Reston Spring

Reston Spring
Reston Spring

Tuesday, January 20, 2015

Books Every Library Should Have? Annoyed Librarian, Library Journal, January 19, 2015

The subject post has created a very active dialogue on what should be in a library's collection and how long.  We provide an excerpt from the post and this link to it where you can read and contribute your own comments. 
Concerned citizens in Fairfax County, VA are protesting as librarians rapidly shrink the book collection. Here are some numbers from the article:
The library’s total collection has decreased from around 2.75 million items in 2004 to 2.4 million items in 2013, a drop of about 350,000 books, magazines and online materials, even as Fairfax added two new branches and electronic items to its system. The number of printed items, mostly books, has dropped by about 440,000 in that time, replaced by about 100,000 online items and e-books.
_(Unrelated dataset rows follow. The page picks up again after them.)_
//! Project route view models

use anyhow::Result;
use serde::Serialize;

use crate::projects::{Project, ProjectGallery};

/// View model for the projects index page
#[derive(Debug, Clone, Serialize)]
pub struct ProjectsPage {
    pub projects: Vec<Project>,
}

/// View model for a single project page
#[derive(Debug, Clone, Serialize)]
pub struct ProjectPage {
    pub project: Project,
}

/// Build the projects index view model
pub fn index(gallery: &ProjectGallery) -> Result<ProjectsPage> {
    Ok(ProjectsPage {
        projects: gallery.load_all()?,
    })
}

/// Build the detail view model for the project with the given title
pub fn detail(gallery: &ProjectGallery, title: &str) -> Result<ProjectPage> {
    let Some(project) = gallery.find_by_title(title)? else {
        anyhow::bail!("Project not found: {}", title);
    };
    Ok(ProjectPage { project })
}

/// Every project title, for prerendering the detail route
pub fn entries(gallery: &ProjectGallery) -> Result<Vec<String>> {
    gallery.titles()
}

#[cfg(test)]
mod tests {
    use super::*;
    use crate::config::SiteConfig;
    use std::fs;
    use tempfile::TempDir;

    fn fixture() -> (TempDir, ProjectGallery) {
        let tmp = TempDir::new().unwrap();
        for (id, title) in [("001-one", "One"), ("002-two", "Two")] {
            let dir = tmp.path().join(id);
            fs::create_dir(&dir).unwrap();
            fs::write(
                dir.join("info.json"),
                format!(
                    r#"{{"title": "{}", "tags": [], "startDate": "2024-01", "endDate": "2024-02"}}"#,
                    title
                ),
            )
            .unwrap();
        }
        let gallery = ProjectGallery::new(tmp.path(), &SiteConfig::default());
        (tmp, gallery)
    }

    #[test]
    fn test_index() {
        let (_tmp, gallery) = fixture();
        let page = index(&gallery).unwrap();
        assert_eq!(page.projects.len(), 2);
    }

    #[test]
    fn test_detail() {
        let (_tmp, gallery) = fixture();
        let page = detail(&gallery, "Two").unwrap();
        assert_eq!(page.project.id, "002-two");

        assert!(detail(&gallery, "Three").is_err());
    }

    #[test]
    fn test_entries() {
        let (_tmp, gallery) = fixture();
        assert_eq!(entries(&gallery).unwrap(), vec!["One", "Two"]);
    }
}
//! Enumerate prerenderable paths

use anyhow::Result;

use crate::helpers::{full_url_for, url_for};
use crate::routes;
use crate::Site;

/// Print every static route of the site.
/// With `full`, prints absolute URLs (sitemap style) instead of paths.
pub fn run(site: &Site, full: bool) -> Result<()> {
    let config = &site.config;
    let emit = |path: &str| {
        if full {
            println!("{}", full_url_for(config, path));
        } else {
            println!("{}", url_for(config, path));
        }
    };

    emit("blog");
    for path in routes::blog::entries(&site.store())? {
        emit(&format!("blog/{}", path));
    }

    emit("projects");
    for title in routes::projects::entries(&site.gallery())? {
        emit(&format!("projects/{}", title));
    }

    Ok(())
}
If a book hasn’t been checked out for two years, Fairfax library officials review it for possible elimination in order to keep the collection fresh…
440,000 books gone, which even with the addition of “online items and e-books” still means a cut of 340,000 titles. The children’s sections seem to be the worst:
The number of children’s books in Fairfax’s 22 branches has also plummeted, particularly outraging the activists. The library had about 1 million children’s books in 2004 and about 885,000 in 2013, an 11 percent cut. Shelves in the children’s areas of some of the county’s largest libraries, such as Reston and Fairfax City, are notably empty.
I’ve criticized various groups of protesters for expecting libraries to keep everything, even with finite space, but when the shelves are going empty, space isn’t finite. Empty shelves don’t look good in a library.
Do most public libraries weed books that haven’t circulated for more than two years regardless of the book? That policy seems a little draconian to me, if something can be just a little draconian. The rationale is provided by the director:
“We’re not an archive,” Clay said. “We want to keep a vibrant, helpful, responsive collection. It’s part of what librarians do.”
So if any books that haven’t circulated for a mere two years are in a library with plenty of shelf space, that means the library is an archive? Seems questionable to me. . . .
Click here and read the rest--and offer your own observation on the post and the state of Fairfax County's public library system.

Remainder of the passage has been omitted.